Saved entries
========
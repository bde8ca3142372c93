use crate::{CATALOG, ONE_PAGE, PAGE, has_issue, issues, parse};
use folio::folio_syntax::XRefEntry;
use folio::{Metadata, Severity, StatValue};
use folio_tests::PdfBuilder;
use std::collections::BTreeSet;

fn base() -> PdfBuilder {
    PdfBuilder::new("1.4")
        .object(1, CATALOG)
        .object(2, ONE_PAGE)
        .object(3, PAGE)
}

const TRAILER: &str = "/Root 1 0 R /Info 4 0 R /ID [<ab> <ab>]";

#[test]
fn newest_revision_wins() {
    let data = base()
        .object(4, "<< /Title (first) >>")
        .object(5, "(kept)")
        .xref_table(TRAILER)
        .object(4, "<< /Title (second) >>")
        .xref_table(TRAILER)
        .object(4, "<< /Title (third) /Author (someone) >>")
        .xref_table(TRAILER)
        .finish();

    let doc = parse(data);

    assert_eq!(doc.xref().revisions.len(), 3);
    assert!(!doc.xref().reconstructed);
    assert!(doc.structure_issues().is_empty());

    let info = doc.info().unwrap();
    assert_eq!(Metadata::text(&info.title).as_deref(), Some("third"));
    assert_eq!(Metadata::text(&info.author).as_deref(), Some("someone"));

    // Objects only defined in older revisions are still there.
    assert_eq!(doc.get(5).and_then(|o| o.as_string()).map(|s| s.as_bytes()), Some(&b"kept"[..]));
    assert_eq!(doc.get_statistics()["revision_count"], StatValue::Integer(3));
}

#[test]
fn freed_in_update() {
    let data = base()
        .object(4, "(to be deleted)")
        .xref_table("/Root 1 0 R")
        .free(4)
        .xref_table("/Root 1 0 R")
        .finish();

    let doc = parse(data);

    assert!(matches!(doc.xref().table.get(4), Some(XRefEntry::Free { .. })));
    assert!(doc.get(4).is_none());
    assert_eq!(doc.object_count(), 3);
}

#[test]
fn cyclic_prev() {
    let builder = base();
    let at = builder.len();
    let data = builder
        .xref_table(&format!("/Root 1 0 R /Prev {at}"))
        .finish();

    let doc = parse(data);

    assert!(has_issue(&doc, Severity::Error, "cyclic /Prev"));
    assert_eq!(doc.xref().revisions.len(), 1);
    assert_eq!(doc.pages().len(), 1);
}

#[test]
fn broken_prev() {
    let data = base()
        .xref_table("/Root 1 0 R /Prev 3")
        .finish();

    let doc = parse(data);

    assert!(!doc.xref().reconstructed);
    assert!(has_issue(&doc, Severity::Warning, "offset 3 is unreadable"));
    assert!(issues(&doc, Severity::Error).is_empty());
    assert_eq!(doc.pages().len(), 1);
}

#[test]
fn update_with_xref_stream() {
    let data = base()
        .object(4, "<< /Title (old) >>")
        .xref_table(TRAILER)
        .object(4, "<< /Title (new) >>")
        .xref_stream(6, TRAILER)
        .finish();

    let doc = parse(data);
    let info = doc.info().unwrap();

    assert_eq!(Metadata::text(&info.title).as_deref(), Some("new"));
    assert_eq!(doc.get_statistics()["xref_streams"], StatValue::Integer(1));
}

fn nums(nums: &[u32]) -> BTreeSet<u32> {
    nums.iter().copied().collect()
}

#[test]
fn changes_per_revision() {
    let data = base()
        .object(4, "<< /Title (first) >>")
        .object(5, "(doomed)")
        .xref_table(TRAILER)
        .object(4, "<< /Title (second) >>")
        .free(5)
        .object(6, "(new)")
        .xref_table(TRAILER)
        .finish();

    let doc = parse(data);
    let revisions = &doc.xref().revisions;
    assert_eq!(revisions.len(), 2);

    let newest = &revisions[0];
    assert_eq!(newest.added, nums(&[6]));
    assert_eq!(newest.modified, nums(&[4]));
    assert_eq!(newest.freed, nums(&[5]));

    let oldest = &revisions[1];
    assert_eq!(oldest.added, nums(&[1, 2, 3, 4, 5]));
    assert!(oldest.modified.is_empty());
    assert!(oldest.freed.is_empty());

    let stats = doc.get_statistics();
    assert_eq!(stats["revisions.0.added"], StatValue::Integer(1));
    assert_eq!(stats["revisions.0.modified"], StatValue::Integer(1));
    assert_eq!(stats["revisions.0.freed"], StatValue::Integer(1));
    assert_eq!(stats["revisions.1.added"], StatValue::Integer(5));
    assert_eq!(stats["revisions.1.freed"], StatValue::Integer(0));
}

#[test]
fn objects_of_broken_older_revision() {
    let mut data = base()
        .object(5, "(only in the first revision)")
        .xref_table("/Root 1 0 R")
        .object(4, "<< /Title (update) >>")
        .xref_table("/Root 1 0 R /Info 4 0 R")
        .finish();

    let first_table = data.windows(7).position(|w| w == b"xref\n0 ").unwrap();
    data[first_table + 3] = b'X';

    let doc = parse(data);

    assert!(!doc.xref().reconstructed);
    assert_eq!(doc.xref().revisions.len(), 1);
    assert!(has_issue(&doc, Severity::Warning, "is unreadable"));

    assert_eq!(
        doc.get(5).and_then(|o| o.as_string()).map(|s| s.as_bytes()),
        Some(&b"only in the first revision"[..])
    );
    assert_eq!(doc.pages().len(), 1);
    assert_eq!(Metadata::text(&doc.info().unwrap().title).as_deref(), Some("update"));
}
========
• Task requirements: Look through the entries above, and wherever a line holds the word "nums", copy it.

• Solution for this exercise:
fn nums(nums: &[u32]) -> BTreeSet<u32> {
    nums.iter().copied().collect()
    assert_eq!(newest.added, nums(&[6]));
    assert_eq!(newest.modified, nums(&[4]));
    assert_eq!(newest.freed, nums(&[5]));
    assert_eq!(oldest.added, nums(&[1, 2, 3, 4, 5]));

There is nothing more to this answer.